Science offered a more objective means to learn about the world. She considered a career in geo-ecology, a field that also appealed to her love of nature and the environment. Her parents, however, encouraged her to choose an “employable” career in medicine or to focus on her athletic talents with competitive tennis.

But Dittrich sought wider horizons. “In some sense, I wanted, always, to know everything,” she said. Theoretical physics offered the best promise of fulfilling that quest. “Physics is very powerful in explaining many phenomena with few principles.”

Friends and peers cautioned against her choice. “Everyone told me I won’t get a job in doing physics,” she said. What’s more, the problem she found most intriguing, quantum gravity, was widely considered one of the most difficult topics in theoretical physics. “Everyone tells you that you should not do quantum gravity.”

Unfazed by her critics, Dittrich pressed on – not knowing if it would work out, but determined to try.

Though Dittrich is humble about her accomplishments, she distinguished herself as a rising research star from the very start. After completing her PhD in Germany, she came to Perimeter Institute as a postdoctoral fellow and next was awarded a prestigious European Union Marie Curie Fellowship. In 2009, she received a grant from the Max Planck Society in Germany to build a research group at the Albert Einstein Institute. Perimeter recruited her as a faculty member and she came to Waterloo in 2012.

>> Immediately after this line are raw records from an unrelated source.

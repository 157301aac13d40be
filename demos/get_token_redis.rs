//! Example: share one access_token between concurrent callers through Redis
//!
//! Five tasks ask for a token at once. Only the task holding the refresh lock
//! calls WeChat; the others read the refreshed entry or get `Locked` and can
//! retry later. Running several processes behaves the same, since both the
//! lock and the token live in Redis.
//!
//! Environment variables:
//! - WX_APP_ID, WX_APP_SECRET
//! - REDIS_URL (default redis://127.0.0.1/)
//! - REDIS_NAMESPACE, WX_LOCK_TTL_MS (optional)
//!
//! Run:
//! ```bash
//! cargo run --example get_token_redis
//! ```

use std::sync::Arc;

use anyhow::Context;
use dotenvy::dotenv;
use tokio::task::JoinHandle;
use wxapi_rs::{RedisTokenStore, TokenManager, WxClient, WxConfig};

#[tokio::main]
async fn main() -> anyhow::Result<()> {
    let _ = dotenv();
    tracing_subscriber::fmt().with_target(false).init();

    let cfg = WxConfig::from_env().context("load config")?;
    let redis_url = cfg
        .redis_url
        .clone()
        .unwrap_or_else(|| "redis://127.0.0.1/".to_string());

    let mut store = RedisTokenStore::connect(&redis_url, &cfg.credentials.app_id)
        .await
        .context("connect redis")?
        .with_lock_ttl(cfg.lock_ttl);
    if let Some(ns) = &cfg.redis_namespace {
        store = store.with_namespace(ns);
    }
    println!("token key: {}", store.token_key());
    println!("lock key:  {}", store.lock_key());

    let mut client = WxClient::default();
    if let Some(domain) = &cfg.domain {
        client = client.with_domain(domain);
    }
    let tm = TokenManager::new(cfg.credentials.clone(), Arc::new(store), Arc::new(client));

    let mut handles: Vec<JoinHandle<()>> = Vec::new();
    for i in 0..5 {
        let tm = tm.clone();
        handles.push(tokio::spawn(async move {
            match tm.get_access_token().await {
                Ok(token) => println!("[task {i}] OK, token len {}", token.len()),
                Err(e) => eprintln!("[task {i}] ERR: {e}"),
            }
        }));
    }
    for h in handles {
        h.await?;
    }

    Ok(())
}
//! Progress store
//!
//! Persistent ledger of source files, migration jobs, per-row status and an
//! append-only audit trail, kept in SQLite.
//!
//! Every mutation goes through a [`ProgressTx`]. Transactions are serialized
//! through one writer gate: SQLite admits a single writer, and taking the gate
//! before `BEGIN` keeps concurrent workers and the retry scheduler from failing
//! with `SQLITE_BUSY` when a read transaction tries to upgrade. Reads outside a
//! transaction use [`ProgressStore::acquire`].
//!
//! The query functions live in per-table modules and take a
//! `&mut SqliteConnection`, so they compose inside one transaction:
//!
//! ```rust,ignore
//! let mut tx = store.begin().await?;
//! sources::increment_counters(&mut tx, source_id, 98, 2).await?;
//! jobs::add_progress(&mut tx, job_id, 98, 2).await?;
//! tx.commit().await?;
//! ```

pub mod jobs;
pub mod logs;
pub mod models;
pub mod rows;
pub mod sources;

pub use models::{
    AuditEntry, AuditLevel, JobRecord, JobStatus, RowProgress, RowStatus, SourceRecord,
    SourceStatus,
};

use crate::config::ProgressStoreSettings;
use sqlx::pool::PoolConnection;
use sqlx::sqlite::{
    SqliteConnectOptions, SqliteJournalMode, SqlitePool, SqlitePoolOptions, SqliteSynchronous,
};
use sqlx::{Sqlite, SqliteConnection, Transaction};
use std::ops::{Deref, DerefMut};
use std::str::FromStr;
use std::sync::Arc;
use std::time::Duration;
use thiserror::Error;
use tokio::sync::{Mutex, OwnedMutexGuard};
use tracing::info;

#[derive(Debug, Error)]
pub enum ProgressError {
    #[error("Progress store error: {0}")]
    Sqlx(#[from] sqlx::Error),

    #[error("Progress store migration failed: {0}")]
    Migrate(#[from] sqlx::migrate::MigrateError),

    #[error("Unknown {domain} status '{value}'")]
    InvalidStatus { domain: &'static str, value: String },

    #[error("Not found: {0}")]
    NotFound(String),
}

impl ProgressError {
    pub fn not_found(what: impl Into<String>) -> Self {
        Self::NotFound(what.into())
    }
}

pub type ProgressResult<T> = Result<T, ProgressError>;

/// Shared handle to the ledger. Cheap to clone.
#[derive(Clone)]
pub struct ProgressStore {
    pool: SqlitePool,
    write_gate: Arc<Mutex<()>>,
}

impl ProgressStore {
    /// Open (creating if needed) the ledger described by `settings` and bring
    /// its schema up to date.
    pub async fn connect(settings: &ProgressStoreSettings) -> ProgressResult<Self> {
        let options = SqliteConnectOptions::from_str(&settings.url)?
            .create_if_missing(true)
            .journal_mode(SqliteJournalMode::Wal)
            .synchronous(SqliteSynchronous::Normal)
            .busy_timeout(Duration::from_secs(settings.busy_timeout_secs))
            .foreign_keys(true);

        let pool = SqlitePoolOptions::new()
            .max_connections(settings.max_connections.max(1))
            .connect_with(options)
            .await?;

        info!(url = %settings.url, "Progress store connected");
        Self::from_pool(pool).await
    }

    /// A private in-memory ledger. The pool pins its single connection so the
    /// database lives as long as the store.
    pub async fn in_memory() -> ProgressResult<Self> {
        let options = SqliteConnectOptions::from_str("sqlite::memory:")?.foreign_keys(true);
        let pool = SqlitePoolOptions::new()
            .max_connections(1)
            .min_connections(1)
            .idle_timeout(None)
            .max_lifetime(None)
            .connect_with(options)
            .await?;

        Self::from_pool(pool).await
    }

    async fn from_pool(pool: SqlitePool) -> ProgressResult<Self> {
        sqlx::migrate!("./migrations").run(&pool).await?;

        Ok(Self {
            pool,
            write_gate: Arc::new(Mutex::new(())),
        })
    }

    /// Start a write transaction.
    pub async fn begin(&self) -> ProgressResult<ProgressTx> {
        let gate = self.write_gate.clone().lock_owned().await;
        let tx = self.pool.begin().await?;
        Ok(ProgressTx { tx, _gate: gate })
    }

    /// Check out a connection for reads.
    pub async fn acquire(&self) -> ProgressResult<PoolConnection<Sqlite>> {
        Ok(self.pool.acquire().await?)
    }

    pub async fn close(&self) {
        self.pool.close().await;
    }
}

/// An open write transaction. Dropping it without [`ProgressTx::commit`]
/// rolls back.
pub struct ProgressTx {
    tx: Transaction<'static, Sqlite>,
    _gate: OwnedMutexGuard<()>,
}

impl ProgressTx {
    pub async fn commit(self) -> ProgressResult<()> {
        self.tx.commit().await?;
        Ok(())
    }
}

impl Deref for ProgressTx {
    type Target = SqliteConnection;

    fn deref(&self) -> &Self::Target {
        &self.tx
    }
}

impl DerefMut for ProgressTx {
    fn deref_mut(&mut self) -> &mut Self::Target {
        &mut self.tx
    }
}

Today, she is a highly respected researcher working on uniting two great theories of physics: quantum mechanics and general relativity.

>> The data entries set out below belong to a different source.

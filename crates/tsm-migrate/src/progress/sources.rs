//! Source file records.

use super::{ProgressError, ProgressResult, SourceRecord, SourceStatus};
use chrono::Utc;
use sqlx::SqliteConnection;

const SOURCE_COLUMNS: &str = "id, path, source_name, status, total_rows, processed_rows, \
     failed_rows, last_processed_at, error_message, has_failed_rows";

pub async fn find_by_path(
    conn: &mut SqliteConnection,
    path: &str,
) -> ProgressResult<Option<SourceRecord>> {
    let record = sqlx::query_as::<_, SourceRecord>(&format!(
        "SELECT {} FROM sources WHERE path = ?1",
        SOURCE_COLUMNS
    ))
    .bind(path)
    .fetch_optional(&mut *conn)
    .await?;

    Ok(record)
}

/// Fetch a source by id.
///
/// # Errors
///
/// Returns `ProgressError::NotFound` if no such source exists.
pub async fn get(conn: &mut SqliteConnection, id: i64) -> ProgressResult<SourceRecord> {
    sqlx::query_as::<_, SourceRecord>(&format!("SELECT {} FROM sources WHERE id = ?1", SOURCE_COLUMNS))
        .bind(id)
        .fetch_optional(&mut *conn)
        .await?
        .ok_or_else(|| ProgressError::not_found(format!("source {}", id)))
}

pub async fn list(conn: &mut SqliteConnection) -> ProgressResult<Vec<SourceRecord>> {
    let records =
        sqlx::query_as::<_, SourceRecord>(&format!("SELECT {} FROM sources ORDER BY id", SOURCE_COLUMNS))
            .fetch_all(&mut *conn)
            .await?;

    Ok(records)
}

/// Find the source tracking `path`, creating it in `PENDING` if it is new.
pub async fn find_or_create(
    conn: &mut SqliteConnection,
    source_name: &str,
    path: &str,
) -> ProgressResult<SourceRecord> {
    sqlx::query(
        r#"
        INSERT INTO sources (path, source_name, status, created_at)
        VALUES (?1, ?2, ?3, ?4)
        ON CONFLICT (path) DO NOTHING
        "#,
    )
    .bind(path)
    .bind(source_name)
    .bind(SourceStatus::Pending.as_str())
    .bind(Utc::now())
    .execute(&mut *conn)
    .await?;

    find_by_path(conn, path)
        .await?
        .ok_or_else(|| ProgressError::not_found(format!("source for {}", path)))
}

pub async fn set_status(
    conn: &mut SqliteConnection,
    id: i64,
    status: SourceStatus,
) -> ProgressResult<()> {
    sqlx::query("UPDATE sources SET status = ?1 WHERE id = ?2")
        .bind(status.as_str())
        .bind(id)
        .execute(&mut *conn)
        .await?;
    Ok(())
}

/// Set or clear the last error.
pub async fn set_error(
    conn: &mut SqliteConnection,
    id: i64,
    error: Option<&str>,
) -> ProgressResult<()> {
    sqlx::query("UPDATE sources SET error_message = ?1 WHERE id = ?2")
        .bind(error)
        .bind(id)
        .execute(&mut *conn)
        .await?;
    Ok(())
}

/// Add to the processed/failed counters and stamp `last_processed_at`.
pub async fn increment_counters(
    conn: &mut SqliteConnection,
    id: i64,
    processed: i64,
    failed: i64,
) -> ProgressResult<()> {
    sqlx::query(
        r#"
        UPDATE sources
        SET processed_rows = processed_rows + ?1,
            failed_rows = failed_rows + ?2,
            last_processed_at = ?3
        WHERE id = ?4
        "#,
    )
    .bind(processed)
    .bind(failed)
    .bind(Utc::now())
    .bind(id)
    .execute(&mut *conn)
    .await?;
    Ok(())
}

pub async fn set_total_rows(conn: &mut SqliteConnection, id: i64, total: i64) -> ProgressResult<()> {
    sqlx::query("UPDATE sources SET total_rows = ?1 WHERE id = ?2")
        .bind(total)
        .bind(id)
        .execute(&mut *conn)
        .await?;
    Ok(())
}

pub async fn set_has_failed_rows(
    conn: &mut SqliteConnection,
    id: i64,
    has_failed_rows: bool,
) -> ProgressResult<()> {
    sqlx::query("UPDATE sources SET has_failed_rows = ?1 WHERE id = ?2")
        .bind(has_failed_rows)
        .bind(id)
        .execute(&mut *conn)
        .await?;
    Ok(())
}
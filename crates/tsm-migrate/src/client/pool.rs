//! Fixed-capacity session pool.
//!
//! A semaphore counts idle sessions and a FIFO free-list holds them, so
//! checkouts rotate across endpoints. A [`PooledSession`] returns its session
//! to the pool when dropped, on success and on error alike.

use super::{ClientError, RestSession, SeriesSession};
use crate::config::ClientSettings;
use futures::future::try_join_all;
use std::collections::{HashSet, VecDeque};
use std::ops::Deref;
use std::sync::{Arc, Mutex, PoisonError};
use std::time::Duration;
use tokio::sync::{Semaphore, SemaphorePermit};
use tokio_util::sync::CancellationToken;
use tracing::{debug, info};

pub struct SessionPool {
    idle: Mutex<VecDeque<Arc<dyn SeriesSession>>>,
    permits: Semaphore,
    capacity: usize,
}

impl SessionPool {
    pub fn new(sessions: Vec<Arc<dyn SeriesSession>>) -> Self {
        let capacity = sessions.len();
        Self {
            idle: Mutex::new(sessions.into()),
            permits: Semaphore::new(capacity),
            capacity,
        }
    }

    /// Build `sessions_per_endpoint` REST sessions for every endpoint,
    /// interleaved so consecutive checkouts hit different endpoints.
    pub fn from_settings(settings: &ClientSettings) -> Result<Self, ClientError> {
        let http = reqwest::Client::builder()
            .timeout(Duration::from_secs(settings.request_timeout_secs))
            .build()
            .map_err(|e| ClientError::Connection(e.to_string()))?;

        let mut sessions: Vec<Arc<dyn SeriesSession>> = Vec::new();
        for _ in 0..settings.sessions_per_endpoint {
            for endpoint in &settings.endpoints {
                sessions.push(Arc::new(RestSession::new(
                    http.clone(),
                    endpoint,
                    &settings.username,
                    &settings.password,
                )));
            }
        }

        info!(
            endpoints = settings.endpoints.len(),
            capacity = sessions.len(),
            "Destination session pool created"
        );
        Ok(Self::new(sessions))
    }

    pub fn capacity(&self) -> usize {
        self.capacity
    }

    pub fn available(&self) -> usize {
        self.permits.available_permits()
    }

    /// Wait for an idle session.
    ///
    /// # Errors
    ///
    /// `ClientError::PoolClosed` once [`SessionPool::close`] has been called.
    pub async fn acquire(&self) -> Result<PooledSession<'_>, ClientError> {
        let permit = self
            .permits
            .acquire()
            .await
            .map_err(|_| ClientError::PoolClosed)?;

        let session = self
            .idle
            .lock()
            .unwrap_or_else(PoisonError::into_inner)
            .pop_front()
            .ok_or(ClientError::PoolClosed)?;

        debug!(endpoint = session.endpoint(), "Session checked out");
        Ok(PooledSession {
            session,
            pool: self,
            _permit: permit,
        })
    }

    /// Like [`SessionPool::acquire`], giving up when `cancel` fires.
    pub async fn acquire_or_cancel(
        &self,
        cancel: &CancellationToken,
    ) -> Result<PooledSession<'_>, ClientError> {
        tokio::select! {
            biased;
            _ = cancel.cancelled() => Err(ClientError::Cancelled),
            session = self.acquire() => session,
        }
    }

    /// Fail current waiters and every later acquire.
    pub fn close(&self) {
        self.permits.close();
    }

    pub fn is_closed(&self) -> bool {
        self.permits.is_closed()
    }

    /// Ping every distinct endpoint once, concurrently. Holds every session
    /// while probing so each endpoint is reached through its own session.
    pub async fn ping_all(&self) -> Result<(), ClientError> {
        let mut held = Vec::with_capacity(self.capacity);
        for _ in 0..self.capacity {
            held.push(self.acquire().await?);
        }

        let mut seen = HashSet::new();
        let probes = held
            .iter()
            .filter(|session| seen.insert(session.endpoint().to_string()))
            .map(|session| async move {
                session.ping().await?;
                info!(endpoint = session.endpoint(), "Destination reachable");
                Ok::<_, ClientError>(())
            });
        try_join_all(probes).await?;
        Ok(())
    }

    fn release(&self, session: Arc<dyn SeriesSession>) {
        self.idle
            .lock()
            .unwrap_or_else(PoisonError::into_inner)
            .push_back(session);
    }
}

/// A checked-out session. Returned to the pool on drop.
pub struct PooledSession<'a> {
    session: Arc<dyn SeriesSession>,
    pool: &'a SessionPool,
    _permit: SemaphorePermit<'a>,
}

impl Deref for PooledSession<'_> {
    type Target = dyn SeriesSession;

    fn deref(&self) -> &Self::Target {
        self.session.as_ref()
    }
}

impl Drop for PooledSession<'_> {
    fn drop(&mut self) {
        // Runs before the permit is released, so the next waiter finds it idle.
        self.pool.release(self.session.clone());
    }
}

#[cfg(test)]
#[allow(clippy::unwrap_used, clippy::expect_used)]
mod tests {
    use super::*;
    use crate::client::MemoryBackend;

    fn pool_of(size: usize) -> SessionPool {
        let backend = MemoryBackend::default();
        SessionPool::new(
            (0..size)
                .map(|i| Arc::new(backend.session(format!("memory-{}", i))) as Arc<dyn SeriesSession>)
                .collect(),
        )
    }

    #[tokio::test]
    async fn test_sessions_are_returned_on_drop() {
        let pool = pool_of(2);
        {
            let _a = pool.acquire().await.unwrap();
            let _b = pool.acquire().await.unwrap();
            assert_eq!(pool.available(), 0);
        }
        assert_eq!(pool.available(), 2);
    }

    #[tokio::test]
    async fn test_checkouts_rotate() {
        let pool = pool_of(2);
        let first = pool.acquire().await.unwrap().endpoint().to_string();
        let second = pool.acquire().await.unwrap().endpoint().to_string();
        assert_ne!(first, second);
    }

    #[tokio::test]
    async fn test_acquire_waits_for_release() {
        let pool = Arc::new(pool_of(1));
        let held = pool.acquire().await.unwrap();

        let waiter = {
            let pool = pool.clone();
            tokio::spawn(async move { pool.acquire().await.map(|s| s.endpoint().to_string()) })
        };
        tokio::task::yield_now().await;
        assert!(!waiter.is_finished());

        drop(held);
        assert_eq!(waiter.await.unwrap().unwrap(), "memory-0");
    }

    #[tokio::test]
    async fn test_close_and_cancel() {
        let pool = pool_of(1);
        let _held = pool.acquire().await.unwrap();

        let cancel = CancellationToken::new();
        cancel.cancel();
        assert!(matches!(
            pool.acquire_or_cancel(&cancel).await,
            Err(ClientError::Cancelled)
        ));

        pool.close();
        assert!(pool.is_closed());
        assert!(matches!(pool.acquire().await, Err(ClientError::PoolClosed)));
    }

    #[tokio::test]
    async fn test_ping_all() {
        let pool = pool_of(3);
        pool.ping_all().await.unwrap();
        assert_eq!(pool.available(), 3);
    }
}
/// Output of [`Converter::convert`] for one batch.
#[derive(Debug, Default)]
pub struct Conversion {
    pub destinations: BTreeMap<String, DestinationBatch>,
    pub failed: Vec<RowFailure>,
    /// Rows that mapped cleanly but carry nothing to write.
    pub completed_without_records: Vec<RowIdentity>,
    pub lossy_values: usize,
}

impl Conversion {
    /// Identities of every row with at least one record, in first-seen order.
    pub fn mapped_identities(&self) -> Vec<RowIdentity> {
        let mut seen = HashSet::new();
        self.destinations
            .values()
            .flat_map(|d| d.records.iter())
            .filter(|r| seen.insert(r.identity.clone()))
            .map(|r| r.identity.clone())
            .collect()
    }

    pub fn failed_identities(&self) -> Vec<RowIdentity> {
        self.failed.iter().map(|f| f.identity.clone()).collect()
    }

    pub fn record_count(&self) -> usize {
        self.destinations.values().map(|d| d.records.len()).sum()
    }

    /// Write the row transitions this conversion implies.
    ///
    /// Mapped rows move to `PROCESSING`, rows with nothing to write to
    /// `COMPLETED`, failed rows to `FAILED` with their reason. Failures are
    /// applied last so a row that failed for one device stays failed.
    pub async fn record(&self, conn: &mut SqliteConnection, source_id: i64) -> ProgressResult<()> {
        let mapped = self.mapped_identities();
        rows::update_statuses(conn, source_id, &mapped, RowStatus::Processing, None).await?;
        rows::update_statuses(
            conn,
            source_id,
            &self.completed_without_records,
            RowStatus::Completed,
            None,
        )
        .await?;
        for failure in &self.failed {
            rows::update_status(
                conn,
                source_id,
                &failure.identity,
                RowStatus::Failed,
                Some(&failure.reason),
            )
            .await?;
        }
        Ok(())
    }
}
//! TSM Migrate
#![deny(clippy::unwrap_used, clippy::expect_used)]
//!
//! Resumable migration of delimited files into a time-series store.
//!
//! # Overview
//!
//! - **Progress store**: SQLite ledger of sources, jobs, per-row status and audit entries
//! - **Reader**: streams CSV rows in batches, or replays only rows that still need work
//! - **Converter**: maps typed fields onto destination series
//! - **Schema reconciler**: creates or verifies destination series once per process
//! - **Writer**: delivers tablets with bounded retry and records row outcomes
//! - **Orchestrator**: worker pool driving sources through the pipeline
//! - **Retry scheduler**: periodically re-queues failed rows with budget left
//!
//! # Example
//!
//! ```no_run
//! use tokio_util::sync::CancellationToken;
//! use tsm_migrate::app::{Destination, MigrationApp};
//! use tsm_migrate::config::MigrationConfig;
//!
//! # async fn run() -> tsm_migrate::error::Result<()> {
//! let config = MigrationConfig::load_validated("migration.toml".as_ref())?;
//! let app = MigrationApp::connect(config, Destination::Rest).await?;
//! let summary = app.run(CancellationToken::new()).await?;
//! println!("{} rows written", summary.rows_written);
//! # Ok(())
//! # }
//! ```

pub mod app;
pub mod client;
pub mod config;
pub mod converter;
pub mod error;
pub mod initializer;
pub mod orchestrator;
pub mod progress;
pub mod reader;
pub mod scheduler;
pub mod schema;
pub mod types;
pub mod writer;

pub use app::{Destination, MigrationApp};
pub use error::{MigrateError, Result};
pub use orchestrator::RunSummary;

The two theories have been at odds for nearly 100 years. At the heart of the disagreement is the nature of the fabric of the universe itself. In general relativity, spacetime is smooth and continuous. If you were to zoom in with a microscope to arbitrarily small distances, it should look the same as it does when you zoom out for the larger view. But in quantum theory, at the level of subatomic particles, spacetime is discrete and granular, like pixels in a photograph.

In spearheading the Discretuum to Continuum Initiative at Perimeter, Dittrich is leading efforts at Perimeter to develop the mathematical tools that will be used to bridge the two theories.

Still, not everything has to be difficult. When asked where she gets her best ideas as she grapples with one of physics’ thorniest challenges, she shrugged. “In the shower,” she said. “Or in the bus stop.”